It’s that time of year that we all make those well-meaning New Year’s resolutions. For many of us, after the economic impact of COVID-19, those resolutions include getting our financial houses in better shape. Here are three tips financial experts say can help you make personal finance New Year’s resolutions you will actually keep.
Evaluate Your Motives
The experts say that you should really think about why you want to make a specific resolution. Simply saying “because it is the New Year” is not good enough. Be more specific as to your motivations.
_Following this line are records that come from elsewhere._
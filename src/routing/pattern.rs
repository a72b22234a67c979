//! Route pattern parsing, matching and building
//!
//! A pattern such as `/hero/<int:hero_id>` is split on `/` into literal
//! segments and typed placeholders. A placeholder always fills a whole segment;
//! `<name>` without a converter is a `string` placeholder.

use percent_encoding::{percent_decode_str, utf8_percent_encode, AsciiSet, CONTROLS};

use super::converter::{Converter, Value};
use super::errors::RoutingError;
use super::params::Params;

/// Characters escaped when a value fills a path placeholder
const PATH_ESCAPE: &AsciiSet = &CONTROLS
    .add(b' ')
    .add(b'"')
    .add(b'#')
    .add(b'%')
    .add(b'<')
    .add(b'>')
    .add(b'?')
    .add(b'`')
    .add(b'{')
    .add(b'}');

/// Characters escaped when a value fills a single segment
const SEGMENT_ESCAPE: &AsciiSet = &PATH_ESCAPE.add(b'/');

#[derive(Debug, Clone, PartialEq, Eq)]
pub enum Segment {
    Literal(String),
    Placeholder { name: String, converter: Converter },
}

#[derive(Debug, Clone, PartialEq, Eq)]
pub struct RoutePattern {
    raw: String,
    segments: Vec<Segment>,
}

impl RoutePattern {
    pub fn parse(raw: &str) -> Result<Self, RoutingError> {
        let invalid = |reason: &str| RoutingError::InvalidPattern {
            pattern: raw.to_string(),
            reason: reason.to_string(),
        };

        let Some(rest) = raw.strip_prefix('/') else {
            return Err(invalid("must start with '/'"));
        };

        let mut segments = Vec::new();
        let mut has_path = false;
        for part in rest.split('/') {
            let segment = if let Some(inner) = part.strip_prefix('<').and_then(|p| p.strip_suffix('>')) {
                let (converter, name) = match inner.split_once(':') {
                    Some((conv, name)) => {
                        let converter = Converter::from_name(conv)
                            .ok_or_else(|| invalid(&format!("unknown converter '{conv}'")))?;
                        (converter, name)
                    }
                    None => (Converter::String, inner),
                };
                if name.is_empty() || !name.chars().all(|c| c.is_alphanumeric() || c == '_') {
                    return Err(invalid(&format!("bad placeholder name '{name}'")));
                }
                let taken = segments.iter().any(
                    |s| matches!(s, Segment::Placeholder { name: existing, .. } if existing == name),
                );
                if taken {
                    return Err(invalid(&format!("placeholder '{name}' appears twice")));
                }
                if converter == Converter::Path {
                    if has_path {
                        return Err(invalid("only one path placeholder is allowed"));
                    }
                    has_path = true;
                }
                Segment::Placeholder {
                    name: name.to_string(),
                    converter,
                }
            } else if part.contains('<') || part.contains('>') {
                return Err(invalid(&format!("malformed placeholder in '{part}'")));
            } else {
                Segment::Literal(part.to_string())
            };
            segments.push(segment);
        }

        Ok(Self {
            raw: raw.to_string(),
            segments,
        })
    }

    pub fn as_str(&self) -> &str {
        &self.raw
    }

    #[cfg(test)]
    pub fn segments(&self) -> &[Segment] {
        &self.segments
    }

    /// Names of every placeholder, in order
    pub fn placeholders(&self) -> impl Iterator<Item = &str> {
        self.segments.iter().filter_map(|s| match s {
            Segment::Placeholder { name, .. } => Some(name.as_str()),
            Segment::Literal(_) => None,
        })
    }

    /// Match already-decoded path segments, returning the typed parameters
    pub fn match_segments(&self, path: &[String]) -> Option<Params> {
        let mut params = Params::default();
        let mut idx = 0;

        for (pos, segment) in self.segments.iter().enumerate() {
            match segment {
                Segment::Literal(literal) => {
                    if path.get(idx)? != literal {
                        return None;
                    }
                    idx += 1;
                }
                Segment::Placeholder {
                    name,
                    converter: Converter::Path,
                } => {
                    // leave room for the pattern's tail
                    let tail = self.segments.len() - pos - 1;
                    let end = path.len().checked_sub(tail)?;
                    if end <= idx {
                        return None;
                    }
                    let value = Converter::Path.convert(&path[idx..end].join("/")).ok()?;
                    params.push(name, value);
                    idx = end;
                }
                Segment::Placeholder { name, converter } => {
                    let value = converter.convert(path.get(idx)?).ok()?;
                    params.push(name, value);
                    idx += 1;
                }
            }
        }

        (idx == path.len()).then_some(params)
    }

    /// Substitute values into the pattern.
    ///
    /// `route` only names the route in errors. Values whose names are not
    /// placeholders are returned untouched for the caller to use as a query.
    pub fn build<'p>(
        &self,
        route: &str,
        values: &'p [(&'p str, Value)],
    ) -> Result<(String, Vec<&'p (&'p str, Value)>), RoutingError> {
        let mut parts = Vec::with_capacity(self.segments.len());

        for segment in &self.segments {
            match segment {
                Segment::Literal(literal) => parts.push(literal.clone()),
                Segment::Placeholder { name, converter } => {
                    let value = values
                        .iter()
                        .find(|(n, _)| *n == name.as_str())
                        .map(|(_, v)| v)
                        .ok_or_else(|| RoutingError::MissingParameter {
                            route: route.to_string(),
                            param: name.clone(),
                        })?;
                    let text = value.to_url_text();
                    converter
                        .convert(&text)
                        .map_err(|source| RoutingError::InvalidParameter {
                            route: route.to_string(),
                            param: name.clone(),
                            value: text.clone(),
                            source,
                        })?;
                    let escape = if *converter == Converter::Path {
                        PATH_ESCAPE
                    } else {
                        SEGMENT_ESCAPE
                    };
                    parts.push(utf8_percent_encode(&text, escape).to_string());
                }
            }
        }

        let extra = values
            .iter()
            .filter(|(n, _)| !self.placeholders().any(|p| p == *n))
            .collect();

        Ok((format!("/{}", parts.join("/")), extra))
    }
}

/// Split a raw request path into percent-decoded segments
pub fn split_path(path: &str) -> Vec<String> {
    path.strip_prefix('/')
        .unwrap_or(path)
        .split('/')
        .map(|s| percent_decode_str(s).decode_utf8_lossy().into_owned())
        .collect()
}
This year in particular, it can be, “I resolve to save more because I do not want to get caught short again like I was in the pandemic.” Or “I want to be sure I can retire comfortably.”
Try for Small Improvements
When you are trying to lose weight, don’t just say “I will lose 30 pounds”. Fitness experts say start small, with a more achievable goal, like 10 pounds. The same is true of financial resolutions. Aim big, but start small. If your resolution is too big, you may become easily frustrated or unable to track your progress. Instead, the financial experts say that you should break bigger goals into smaller resolutions. This will help make your progress more attainable and allow you to see results more quickly—even if that progress is small.
Don’t Be Afraid to Fail
Understand that no matter what your resolve to do about your personal finances in 2021, there will be failures and setbacks. If you come up short on a particular financial resolution, the important thing is to brush yourself off and pick up right where you left off. Acknowledge what you did wrong, but do not beat yourself up about it. Instead, take some time to reflect on what got in the way of your success, and use that to help you find ways to improve your efforts.